'''

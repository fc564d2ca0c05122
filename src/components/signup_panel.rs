//! Signup Panel Component
//!
//! Registers the user, then logs in with the same credentials.

use leptos::prelude::*;
use leptos::task::spawn_local;
use leptos_router::hooks::use_navigate;
use todo_client::{submit_disabled, Field, SignupForm, Validate};

use super::FieldError;
use crate::context::use_app_context;
use crate::store::{store_set_token, use_app_store};

#[component]
pub fn SignupPanel() -> impl IntoView {
    let store = use_app_store();
    let ctx = use_app_context();
    let navigate = use_navigate();

    let (email, set_email) = signal(String::new());
    let (password, set_password) = signal(String::new());
    let (repeat_password, set_repeat_password) = signal(String::new());
    let (attempted, set_attempted) = signal(false);
    let (submitting, set_submitting) = signal(false);
    let (failure, set_failure) = signal::<Option<String>>(None);

    let form = Memo::new(move |_| SignupForm {
        email: email.get(),
        password: password.get(),
        repeat_password: repeat_password.get(),
    });
    let errors = Memo::new(move |_| form.with(|form| form.validate().err()));

    let on_submit = move |ev: web_sys::SubmitEvent| {
        ev.prevent_default();
        set_attempted.set(true);
        if submitting.get_untracked() || errors.with_untracked(Option::is_some) {
            return;
        }
        let form = form.get_untracked();
        let session = ctx.services().session;
        let navigate = navigate.clone();
        set_submitting.set(true);
        set_failure.set(None);
        spawn_local(async move {
            match session.sign_up(&form.email, &form.password).await {
                Ok(response) => {
                    store_set_token(&store, Some(response.access_token));
                    set_submitting.set(false);
                    navigate("/", Default::default());
                }
                Err(e) => {
                    set_failure.set(Some(e.to_string()));
                    set_submitting.set(false);
                }
            }
        });
    };

    view! {
        <form class="auth-form" novalidate=true on:submit=on_submit>
            <label>
                "Email"
                <input
                    type="text"
                    prop:value=move || email.get()
                    on:input=move |ev| set_email.set(event_target_value(&ev))
                />
            </label>
            <FieldError errors=errors field=Field::Email show=attempted />
            <label>
                "Password"
                <input
                    type="password"
                    prop:value=move || password.get()
                    on:input=move |ev| set_password.set(event_target_value(&ev))
                />
            </label>
            <FieldError errors=errors field=Field::Password show=attempted />
            <label>
                "Repeat password"
                <input
                    type="password"
                    prop:value=move || repeat_password.get()
                    on:input=move |ev| set_repeat_password.set(event_target_value(&ev))
                />
            </label>
            <FieldError errors=errors field=Field::RepeatPassword show=attempted />
            {move || failure.get().map(|message| view! { <p class="form-error">"Error: " {message}</p> })}
            <button
                type="submit"
                disabled=move || errors.with(|errors| submit_disabled(attempted.get(), submitting.get(), errors.as_ref()))
            >
                "Sign up"
            </button>
        </form>
    }
}
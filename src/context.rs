//! Application Context
//!
//! Services and refetch triggers provided via Leptos Context API.

use std::rc::Rc;

use leptos::prelude::*;
use todo_client::{ApiClient, AuthSession, ClientConfig, ClientResult, TodoSync};

use crate::cookies::CookieTokenStore;

pub type Session = AuthSession<CookieTokenStore, ApiClient>;

/// Remote client, session manager and synchronization layer
#[derive(Clone)]
pub struct Services {
    pub session: Rc<Session>,
    pub sync: Rc<TodoSync<ApiClient>>,
}

impl Services {
    pub fn new(config: &ClientConfig) -> ClientResult<Self> {
        let api = Rc::new(ApiClient::new(config)?);
        let store = CookieTokenStore::new(config.token_cookie.clone());
        Ok(Self {
            session: Rc::new(AuthSession::new(store, api.clone(), config)),
            sync: Rc::new(TodoSync::new(api)),
        })
    }
}

/// App-wide services and signals provided via context
#[derive(Clone, Copy)]
pub struct AppContext {
    services: StoredValue<Services, LocalStorage>,
    /// Bumped after every settled mutation - read
    pub todos_version: ReadSignal<u32>,
    /// Bumped after every settled mutation - write
    set_todos_version: WriteSignal<u32>,
}

impl AppContext {
    pub fn new(services: Services) -> Self {
        let (todos_version, set_todos_version) = signal(0u32);
        Self {
            services: StoredValue::new_local(services),
            todos_version,
            set_todos_version,
        }
    }

    pub fn services(&self) -> Services {
        self.services.get_value()
    }

    /// Trigger a refetch of the todo collection
    pub fn reload_todos(&self) {
        self.set_todos_version.update(|v| *v += 1);
    }
}

pub fn use_app_context() -> AppContext {
    expect_context::<AppContext>()
}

'''

* Task to carry out *
Among the records above, extract exactly the lines from the line with "pub struct AppContext" to the line with "pub fn reload_todos(&self)", both lines included, and leave out the rest.

* Your solution *
pub struct AppContext {
    services: StoredValue<Services, LocalStorage>,
    /// Bumped after every settled mutation - read
    pub todos_version: ReadSignal<u32>,
    /// Bumped after every settled mutation - write
    set_todos_version: WriteSignal<u32>,
}

impl AppContext {
    pub fn new(services: Services) -> Self {
        let (todos_version, set_todos_version) = signal(0u32);
        Self {
            services: StoredValue::new_local(services),
            todos_version,
            set_todos_version,
        }
    }

    pub fn services(&self) -> Services {
        self.services.get_value()
    }

    /// Trigger a refetch of the todo collection
    pub fn reload_todos(&self) {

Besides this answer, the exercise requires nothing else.